Для того чтобы встретиться с Гжегожем, пришлось прибегнуть к тысяче уловок. Встретились мы, разумеется, в рабочее время. И лишь благодаря тому, что он был на машине, – удалось у Галиночки оттягать.
– Нескладно как-то у нас получается, – сказал Гжегож, направляясь в сторону парка. – Тогда ты там что-то такое говорила о своих чувствах, а сейчас я готов тебе сказать то же самое. Ты любишь его?
Я ответила честно:
– Не знаю. Он мне нравится, и я ценю его отношение ко мне. Верю в то, что чувства его искренние и прочные, хватит века на два. А такое не часто встречаешь.
Кретинка!
– Что ж, портить тебе жизнь не стану, ты знаешь. Но ведь это не помешает…
Еще как помешает. Я по природе своей была однолюбкой, а к тому же меня обижала патологическая ревнивость нового супруга, его недоверие и подозрительность по отношению ко мне, и назло ему я твердо решила сохранять ему верность.

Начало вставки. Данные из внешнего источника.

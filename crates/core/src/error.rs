use std::io;
use std::path::PathBuf;

use thiserror::Error;

/// Errors raised by the core crate (parsing user-facing values, config I/O).
#[derive(Error, Debug)]
pub enum CoreError {
    #[error("unknown data source: {0} (expected csv or json)")]
    InvalidBackend(String),

    #[error("unknown duplicate policy: {0} (expected reject or upsert)")]
    InvalidDuplicatePolicy(String),

    #[error("unknown sort order: {0} (expected asc or desc)")]
    InvalidSortOrder(String),

    #[error("failed to write config {}: {source}", path.display())]
    ConfigWrite {
        path: PathBuf,
        #[source]
        source: io::Error,
    },

    #[error("Serialization error: {0}")]
    Serialization(#[from] serde_json::Error),
}

pub type Result<T> = std::result::Result<T, CoreError>;
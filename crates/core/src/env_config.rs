//! Environment variable parsing with warn-level logging for invalid values.

/// Parse an already looked-up environment value with a default fallback.
///
/// - If the variable is not set: returns `default` silently (expected case).
/// - If the variable is set but cannot be parsed: logs a warning and returns `default`.
pub fn parse_with_default<T: std::str::FromStr + std::fmt::Display>(
    var: &str,
    raw: Option<String>,
    default: T,
) -> T {
    match raw {
        Some(v) => match v.trim().parse() {
            Ok(n) => n,
            Err(_) => {
                tracing::warn!(
                    var,
                    value = %v,
                    default = %default,
                    "invalid env var value, using default"
                );
                default
            },
        },
        None => default,
    }
}
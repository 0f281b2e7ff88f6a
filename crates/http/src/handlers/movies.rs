use std::sync::Arc;

use axum::Json;
use axum::extract::{Query, State};
use moviedb_core::{MovieRecord, SortOrder};
use moviedb_service::RatingStats;

use crate::AppState;
use crate::api_error::ApiError;
use crate::blocking::blocking_json;
use crate::query_types::MoviesQuery;

/// `GET /api/movies[?q=term][&order=asc|desc]`
pub async fn list_movies(
    State(state): State<Arc<AppState>>,
    Query(query): Query<MoviesQuery>,
) -> Result<Json<Vec<MovieRecord>>, ApiError> {
    let order = query.sort_order().map_err(ApiError::BadRequest)?;
    let catalog = Arc::clone(&state.catalog);
    blocking_json(move || match (query.q.as_deref(), order) {
        (Some(term), None) => catalog.search(term),
        (Some(term), Some(order)) => {
            let mut movies = catalog.search(term)?;
            movies.sort_by(|a, b| match order {
                SortOrder::Ascending => a.rating.total_cmp(&b.rating),
                SortOrder::Descending => b.rating.total_cmp(&a.rating),
            });
            Ok(movies)
        },
        (None, Some(order)) => catalog.sorted_by_rating(order),
        (None, None) => catalog.list_movies(),
    })
    .await
}

/// `GET /api/stats`; `null` for an empty catalog.
pub async fn get_stats(
    State(state): State<Arc<AppState>>,
) -> Result<Json<Option<RatingStats>>, ApiError> {
    let catalog = Arc::clone(&state.catalog);
    blocking_json(move || catalog.stats()).await
}
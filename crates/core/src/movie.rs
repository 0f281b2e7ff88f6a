//! Movie record model.

use std::collections::BTreeMap;
use std::fmt;

use serde::{Deserialize, Serialize};

use crate::constants::{NO_POSTER, UNKNOWN_YEAR};

/// The full set of persisted movies, keyed by exact title.
pub type Catalog = BTreeMap<String, MovieRecord>;

/// One catalog entry.
#[derive(Debug, Clone, PartialEq, Serialize, Deserialize)]
#[serde(rename_all = "camelCase")]
pub struct MovieRecord {
    /// Identity key. Compared case-sensitively, never normalized.
    pub title: String,
    /// Release year, `None` when unknown.
    pub year: Option<i32>,
    pub rating: f64,
    /// Poster URL or [`NO_POSTER`].
    pub poster_url: String,
    /// IMDb identifier, present for records enriched through a lookup.
    #[serde(default, skip_serializing_if = "Option::is_none")]
    pub external_id: Option<String>,
}

impl MovieRecord {
    /// Creates a record with an unknown year and no poster.
    #[must_use]
    pub fn new(title: impl Into<String>, rating: f64) -> Self {
        Self {
            title: title.into(),
            year: None,
            rating,
            poster_url: NO_POSTER.to_owned(),
            external_id: None,
        }
    }

    #[must_use]
    pub const fn with_year(mut self, year: Option<i32>) -> Self {
        self.year = year;
        self
    }

    /// Sets the poster URL; blank values fall back to [`NO_POSTER`].
    #[must_use]
    pub fn with_poster(mut self, poster_url: impl Into<String>) -> Self {
        self.poster_url = normalize_poster(poster_url.into());
        self
    }

    #[must_use]
    pub fn with_external_id(mut self, external_id: Option<String>) -> Self {
        self.external_id = external_id.filter(|id| !id.trim().is_empty());
        self
    }

    /// Year as shown to users and written to CSV cells.
    #[must_use]
    pub fn year_display(&self) -> String {
        self.year.map_or_else(|| UNKNOWN_YEAR.to_owned(), |y| y.to_string())
    }

    #[must_use]
    pub fn has_poster(&self) -> bool {
        self.poster_url != NO_POSTER
    }

    /// IMDb page for enriched records.
    #[must_use]
    pub fn imdb_url(&self) -> Option<String> {
        self.external_id.as_ref().map(|id| format!("https://www.imdb.com/title/{id}/"))
    }
}

impl fmt::Display for MovieRecord {
    fn fmt(&self, f: &mut fmt::Formatter<'_>) -> fmt::Result {
        write!(f, "{} ({}) - Rating: {:.1}", self.title, self.year_display(), self.rating)
    }
}

/// Maps blank poster values to [`NO_POSTER`].
#[must_use]
pub fn normalize_poster(poster_url: String) -> String {
    let trimmed = poster_url.trim();
    if trimmed.is_empty() || trimmed.eq_ignore_ascii_case("n/a") {
        NO_POSTER.to_owned()
    } else if trimmed.len() == poster_url.len() {
        poster_url
    } else {
        trimmed.to_owned()
    }
}

/// Parses a release year, keeping only the leading year of ranges like `2010–2012`.
///
/// Returns `None` for `unknown`, `N/A`, blanks and anything without leading digits.
#[must_use]
pub fn parse_year(raw: &str) -> Option<i32> {
    let trimmed = raw.trim();
    let end = trimmed.find(|c: char| !c.is_ascii_digit()).unwrap_or(trimmed.len());
    trimmed.get(..end).filter(|digits| !digits.is_empty()).and_then(|d| d.parse().ok())
}

/// Parses a rating cell. `N/A` and garbage yield `None`.
#[must_use]
pub fn parse_rating(raw: &str) -> Option<f64> {
    raw.trim().parse::<f64>().ok().filter(|r| r.is_finite())
}
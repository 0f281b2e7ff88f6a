use std::io::{self, Write};

use anyhow::{Context, Result, bail};
use moviedb_core::{AppConfig, SortOrder};
use moviedb_omdb::OmdbClient;
use moviedb_service::{AddOutcome, NewMovie};

use super::{open_catalog, render};
use crate::AddArgs;

pub(crate) fn run_list(config: &AppConfig) -> Result<()> {
    let movies = open_catalog(config)?.list_movies()?;
    render::write_numbered(&mut io::stdout().lock(), &movies)?;
    Ok(())
}

pub(crate) async fn run_add(config: &AppConfig, args: AddArgs) -> Result<()> {
    let catalog = open_catalog(config)?;
    let outcome = match args.rating {
        Some(rating) => catalog.add_movie(NewMovie {
            title: args.title,
            rating,
            year: args.year,
            poster_url: args.poster,
            external_id: args.imdb_id,
        })?,
        None => {
            let omdb = OmdbClient::from_config(config)
                .context("OMDb lookup needs OMDB_API_KEY; pass --rating to add manually")?;
            catalog.add_from_lookup(&omdb, &args.title, None).await?
        },
    };

    match outcome {
        AddOutcome::Added(movie) => {
            tracing::info!(title = %movie.title, "movie added");
            println!("Added {movie}");
            Ok(())
        },
        AddOutcome::Duplicate(movie) => bail!("'{}' is already in the catalog", movie.title),
    }
}

pub(crate) fn run_delete(config: &AppConfig, title: &str) -> Result<()> {
    if !open_catalog(config)?.delete_movie(title)? {
        bail!("'{title}' is not in the catalog");
    }
    println!("'{title}' has been deleted");
    Ok(())
}

pub(crate) fn run_update(
    config: &AppConfig,
    title: &str,
    rating: f64,
    poster: Option<&str>,
) -> Result<()> {
    if !open_catalog(config)?.update_movie(title, rating, poster)? {
        bail!("'{title}' is not in the catalog");
    }
    println!("Updated '{title}' with new rating: {rating:.1}");
    Ok(())
}

pub(crate) fn run_stats(config: &AppConfig) -> Result<()> {
    let stats = open_catalog(config)?.stats()?;
    render::write_stats(&mut io::stdout().lock(), stats.as_ref())?;
    Ok(())
}

pub(crate) fn run_random(config: &AppConfig) -> Result<()> {
    let movie = open_catalog(config)?.random_movie(&mut rand::thread_rng())?;
    render::write_random(&mut io::stdout().lock(), movie.as_ref())?;
    Ok(())
}

pub(crate) fn run_search(config: &AppConfig, term: &str) -> Result<()> {
    let found = open_catalog(config)?.search(term)?;
    render::write_movies(&mut io::stdout().lock(), &found, "No movies found with that title.")?;
    Ok(())
}

pub(crate) fn run_sort(config: &AppConfig, order: SortOrder) -> Result<()> {
    let movies = open_catalog(config)?.sorted_by_rating(order)?;
    render::write_movies(&mut io::stdout().lock(), &movies, "No movies to sort.")?;
    Ok(())
}

pub(crate) fn run_histogram(config: &AppConfig, bins: usize) -> Result<()> {
    let histogram = open_catalog(config)?.histogram(bins)?;
    let mut out = io::stdout().lock();
    render::write_histogram(&mut out, &histogram)?;
    out.flush()?;
    Ok(())
}
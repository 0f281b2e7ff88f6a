//! Storage layer for moviedb
//!
//! Two interchangeable whole-file backends behind the [`MovieStore`] trait:
//! [`CsvStorage`] (delimited text) and [`JsonStorage`] (one JSON document).
//! Every mutation other than a plain append rewrites the file through a
//! temp-file-and-rename step.

mod backend;
mod csv_storage;
mod error;
mod fs_util;
mod json_storage;
#[cfg(test)]
mod tests;
mod traits;

pub use backend::StorageBackend;
pub use csv_storage::CsvStorage;
pub use error::StorageError;
pub use json_storage::JsonStorage;
pub use traits::{LoadedCatalog, MovieStore};
use std::path::Path;

use anyhow::{Context, Result};
use moviedb_core::AppConfig;
use moviedb_service::website::{DEFAULT_PAGE_TITLE, DEFAULT_TEMPLATE, generate_website};

use super::open_catalog;

pub(crate) fn run(
    config: &AppConfig,
    output: &Path,
    template: Option<&Path>,
    title: Option<String>,
) -> Result<()> {
    let template = match template {
        Some(path) => std::fs::read_to_string(path)
            .with_context(|| format!("failed to read template {}", path.display()))?,
        None => DEFAULT_TEMPLATE.to_owned(),
    };
    let title = title.unwrap_or_else(|| DEFAULT_PAGE_TITLE.to_owned());
    let movies = open_catalog(config)?.list_movies()?;
    generate_website(output, &template, &title, &movies)?;
    println!("Website was generated successfully: {}", output.display());
    Ok(())
}
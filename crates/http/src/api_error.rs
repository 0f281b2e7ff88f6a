//! Typed API error for HTTP handlers.
//!
//! Converts service errors into HTTP responses with a JSON body.

use axum::Json;
use axum::http::StatusCode;
use axum::response::{IntoResponse, Response};
use moviedb_service::ServiceError;

/// API error with HTTP status code and human-readable message.
///
/// Converts to JSON response: `{"error": "message"}`. `Internal` logs the
/// real error and returns a static message.
#[derive(Debug)]
pub enum ApiError {
    /// 400 Bad Request.
    BadRequest(String),
    /// 500 Internal Server Error.
    Internal(anyhow::Error),
}

impl IntoResponse for ApiError {
    fn into_response(self) -> Response {
        let (status, message) = match self {
            Self::BadRequest(msg) => (StatusCode::BAD_REQUEST, msg),
            Self::Internal(err) => {
                tracing::error!(error = ?err, "internal server error");
                (StatusCode::INTERNAL_SERVER_ERROR, "internal server error".to_owned())
            },
        };
        let body = serde_json::json!({"error": message});
        (status, Json(body)).into_response()
    }
}

impl From<anyhow::Error> for ApiError {
    fn from(err: anyhow::Error) -> Self {
        Self::Internal(err)
    }
}

impl From<ServiceError> for ApiError {
    fn from(err: ServiceError) -> Self {
        match err {
            ServiceError::InvalidInput(msg) => Self::BadRequest(msg),
            other => Self::Internal(other.into()),
        }
    }
}
//! Typed error enum for the storage layer.
//!
//! Missing files and corrupt content are not errors here: they degrade to an
//! empty catalog plus a diagnostic. What remains are genuine I/O failures and
//! encoding failures on write.

use std::io;
use std::path::{Path, PathBuf};

use thiserror::Error;

/// Storage-layer error.
#[derive(Debug, Error)]
pub enum StorageError {
    /// Reading, writing, or renaming a backing file failed.
    #[error("I/O error on {}: {source}", path.display())]
    Io {
        path: PathBuf,
        #[source]
        source: io::Error,
    },

    /// Delimited-text encoding failed.
    #[error("CSV error: {0}")]
    Csv(#[from] csv::Error),

    /// Document encoding failed.
    #[error("JSON serialization error: {0}")]
    Serialization(#[from] serde_json::Error),
}

impl StorageError {
    pub(crate) fn io(path: &Path, source: io::Error) -> Self {
        Self::Io { path: path.to_path_buf(), source }
    }

    /// Whether the failure came from the filesystem (permissions, disk full).
    #[must_use]
    pub const fn is_io(&self) -> bool {
        matches!(self, Self::Io { .. })
    }
}
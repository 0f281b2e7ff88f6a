//! OMDb lookup client for moviedb
//!
//! Given a free-text title, fetches year, rating, poster and IMDb id. Every
//! failure is an [`OmdbError`]; callers treat all of them as "not found".

mod client;
pub mod error;
mod types;

pub use client::{MAX_RETRIES, OmdbClient, truncate};
pub use error::OmdbError;
pub use types::MovieLookup;
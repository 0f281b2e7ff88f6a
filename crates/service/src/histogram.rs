//! Text histogram of ratings over the fixed 0–10 range.

use std::fmt::Write as _;

use moviedb_core::constants::MAX_RATING;

#[derive(Debug, Clone, PartialEq)]
pub struct HistogramBin {
    pub lower: f64,
    pub upper: f64,
    pub count: usize,
}

#[derive(Debug, Clone, PartialEq)]
pub struct Histogram {
    pub bins: Vec<HistogramBin>,
}

impl Histogram {
    /// Buckets `ratings` into `bins` equal slices of `0..=10`. The last bucket
    /// is closed so a perfect 10 lands in it; out-of-range values are clamped.
    ///
    /// `bins` must be non-zero.
    #[must_use]
    pub fn from_ratings(ratings: &[f64], bins: usize) -> Self {
        let bins = bins.max(1);
        let width = MAX_RATING / bins as f64;
        let mut counts = vec![0_usize; bins];
        for rating in ratings.iter().filter(|r| r.is_finite()) {
            let idx = (rating.clamp(0.0, MAX_RATING) / width).floor() as usize;
            counts[idx.min(bins - 1)] += 1;
        }
        let bins = counts
            .into_iter()
            .enumerate()
            .map(|(i, count)| HistogramBin {
                lower: i as f64 * width,
                upper: (i + 1) as f64 * width,
                count,
            })
            .collect();
        Self { bins }
    }

    #[must_use]
    pub fn total(&self) -> usize {
        self.bins.iter().map(|b| b.count).sum()
    }

    /// Renders one line per bucket with bars scaled to `max_width` characters.
    #[must_use]
    pub fn render(&self, max_width: usize) -> String {
        let peak = self.bins.iter().map(|b| b.count).max().unwrap_or(0);
        let mut out = String::new();
        for bin in &self.bins {
            let bar_len = if peak == 0 { 0 } else { (bin.count * max_width).div_ceil(peak) };
            let _ = writeln!(
                out,
                "{:>5.1} - {:>4.1} | {:<width$} {}",
                bin.lower,
                bin.upper,
                "#".repeat(bar_len),
                bin.count,
                width = max_width,
            );
        }
        out
    }
}
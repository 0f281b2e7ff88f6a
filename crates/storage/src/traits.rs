//! The storage contract shared by every backend.

use moviedb_core::{BackendKind, Catalog, DuplicatePolicy, MovieRecord};

use crate::error::StorageError;

/// Result of reading a backing file: the records plus anything that was
/// skipped or repaired along the way.
#[derive(Debug, Clone, Default, PartialEq)]
pub struct LoadedCatalog {
    pub movies: Catalog,
    /// Human-readable diagnostics (corrupt document, malformed rows).
    pub warnings: Vec<String>,
}

impl LoadedCatalog {
    pub(crate) fn warn(&mut self, message: String) {
        tracing::warn!("{message}");
        self.warnings.push(message);
    }
}

/// List/add/delete/update over a whole-file catalog.
///
/// A missing backing file is an empty catalog for every operation. Duplicate
/// adds and unknown titles are reported through `Ok(false)`; `Err` is reserved
/// for I/O and encoding failures.
///
/// Nothing is cached: every call re-reads the file. There is no file locking
/// either. Two processes mutating the same catalog at once can lose each
/// other's changes, and concurrent rewrites share one `<file>.tmp` sibling.
/// Single-writer use is assumed.
pub trait MovieStore: Send + Sync {
    /// Which format this store persists.
    fn kind(&self) -> BackendKind;

    /// Policy applied by [`MovieStore::add`] on an identity collision.
    fn duplicate_policy(&self) -> DuplicatePolicy;

    /// Reads every persisted record together with load diagnostics.
    fn load(&self) -> Result<LoadedCatalog, StorageError>;

    /// Reads every persisted record.
    fn list(&self) -> Result<Catalog, StorageError> {
        Ok(self.load()?.movies)
    }

    /// Persists `movie`. Returns `false` when the duplicate policy rejected it.
    fn add(&self, movie: &MovieRecord) -> Result<bool, StorageError>;

    /// Removes the record with exactly this title. Returns `false` if absent.
    fn delete(&self, title: &str) -> Result<bool, StorageError>;

    /// Replaces rating and poster of an existing record, leaving title and
    /// year untouched. Returns `false` if absent.
    fn update(&self, title: &str, rating: f64, poster_url: &str) -> Result<bool, StorageError>;
}

/// Whether `movie` collides with an existing record under the reject policy:
/// same title, or same external id when both sides carry one.
pub(crate) fn has_identity(catalog: &Catalog, movie: &MovieRecord) -> bool {
    if catalog.contains_key(&movie.title) {
        return true;
    }
    movie.external_id.as_deref().is_some_and(|id| {
        catalog.values().any(|existing| existing.external_id.as_deref() == Some(id))
    })
}

/// Applies an update in memory. Returns `false` if the title is absent.
pub(crate) fn apply_update(catalog: &mut Catalog, title: &str, rating: f64, poster_url: &str) -> bool {
    match catalog.get_mut(title) {
        Some(movie) => {
            movie.rating = rating;
            movie.poster_url = moviedb_core::normalize_poster(poster_url.to_owned());
            true
        },
        None => false,
    }
}
//! Backend selection and catalog policy enums.

use std::fmt;
use std::str::FromStr;

use serde::{Deserialize, Serialize};

use crate::error::CoreError;

/// Which file format backs the catalog.
#[derive(Debug, Clone, Copy, Default, Serialize, Deserialize, PartialEq, Eq)]
#[serde(rename_all = "lowercase")]
pub enum BackendKind {
    /// Delimited text with a header row.
    #[default]
    Csv,
    /// Single JSON document keyed by title.
    Json,
}

impl BackendKind {
    pub const ALL_VARIANTS_STR: &'static str = "csv|json";

    #[must_use]
    pub const fn as_str(&self) -> &'static str {
        match *self {
            Self::Csv => "csv",
            Self::Json => "json",
        }
    }

    /// Duplicate policy a backend applies when nothing is configured.
    ///
    /// The two formats historically disagree, so the default is per backend.
    #[must_use]
    pub const fn default_duplicate_policy(&self) -> DuplicatePolicy {
        match *self {
            Self::Csv => DuplicatePolicy::Reject,
            Self::Json => DuplicatePolicy::Upsert,
        }
    }
}

impl fmt::Display for BackendKind {
    fn fmt(&self, f: &mut fmt::Formatter<'_>) -> fmt::Result {
        f.write_str(self.as_str())
    }
}

impl FromStr for BackendKind {
    type Err = CoreError;

    fn from_str(s: &str) -> Result<Self, Self::Err> {
        match s.trim().to_lowercase().as_str() {
            "csv" => Ok(Self::Csv),
            "json" => Ok(Self::Json),
            other => Err(CoreError::InvalidBackend(other.to_owned())),
        }
    }
}

/// What `add` does when a record with the same identity already exists.
#[derive(Debug, Clone, Copy, Serialize, Deserialize, PartialEq, Eq)]
#[serde(rename_all = "lowercase")]
pub enum DuplicatePolicy {
    /// Leave the catalog untouched and report `false`. Identity is the title
    /// or, when both records carry one, the external id.
    Reject,
    /// Overwrite the record stored under the same title.
    Upsert,
}

impl DuplicatePolicy {
    #[must_use]
    pub const fn as_str(&self) -> &'static str {
        match *self {
            Self::Reject => "reject",
            Self::Upsert => "upsert",
        }
    }
}

impl fmt::Display for DuplicatePolicy {
    fn fmt(&self, f: &mut fmt::Formatter<'_>) -> fmt::Result {
        f.write_str(self.as_str())
    }
}

impl FromStr for DuplicatePolicy {
    type Err = CoreError;

    fn from_str(s: &str) -> Result<Self, Self::Err> {
        match s.trim().to_lowercase().as_str() {
            "reject" => Ok(Self::Reject),
            "upsert" => Ok(Self::Upsert),
            other => Err(CoreError::InvalidDuplicatePolicy(other.to_owned())),
        }
    }
}

/// Direction for rating sorts.
#[derive(Debug, Clone, Copy, Default, PartialEq, Eq)]
pub enum SortOrder {
    Ascending,
    #[default]
    Descending,
}

impl FromStr for SortOrder {
    type Err = CoreError;

    fn from_str(s: &str) -> Result<Self, Self::Err> {
        match s.trim().to_lowercase().as_str() {
            "a" | "asc" | "ascending" => Ok(Self::Ascending),
            "d" | "desc" | "descending" => Ok(Self::Descending),
            other => Err(CoreError::InvalidSortOrder(other.to_owned())),
        }
    }
}

#[cfg(test)]
mod tests {
    use super::*;

    #[test]
    fn test_backend_kind_parse() {
        assert_eq!("CSV".parse::<BackendKind>().unwrap(), BackendKind::Csv);
        assert_eq!(" json ".parse::<BackendKind>().unwrap(), BackendKind::Json);
        assert!(matches!("xml".parse::<BackendKind>(), Err(CoreError::InvalidBackend(s)) if s == "xml"));
    }

    #[test]
    fn test_default_policies_diverge() {
        assert_eq!(BackendKind::Csv.default_duplicate_policy(), DuplicatePolicy::Reject);
        assert_eq!(BackendKind::Json.default_duplicate_policy(), DuplicatePolicy::Upsert);
    }

    #[test]
    fn test_duplicate_policy_roundtrip_str() {
        for policy in [DuplicatePolicy::Reject, DuplicatePolicy::Upsert] {
            assert_eq!(policy.as_str().parse::<DuplicatePolicy>().unwrap(), policy);
        }
        assert!("merge".parse::<DuplicatePolicy>().is_err());
    }

    #[test]
    fn test_sort_order_accepts_menu_letters() {
        assert_eq!("a".parse::<SortOrder>().unwrap(), SortOrder::Ascending);
        assert_eq!("DESC".parse::<SortOrder>().unwrap(), SortOrder::Descending);
        assert!("x".parse::<SortOrder>().is_err());
    }
}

Быстро перевела разговор на другое. Мне хотелось знать, не повредит ли ему в зарубежной работе неожиданный отпуск, я знала, что работодатели неохотно отпускают контрактников на родину, к тому же доходили какие-то туманные слухи, якобы кто-то из земляков подкладывает ему в Сирии свинью, пытаясь занять его место.
– Нет, – успокоил он меня. – На этот раз мне ничего не сделают, и знаешь почему? По очень простой причине: это зависит от одного из любовников моей жены, а он не заинтересован в моем присутствии в Варшаве. Дурак, думает, я помешаю ему в амурных делах! Нет, я спокойно возвращаюсь на работу по контракту, и ноги моей здесь не будет, а Галиночкиной – в Дамаске. Вскоре я обрету свободу и ни о чем так не жалею, как о том, что ты занята.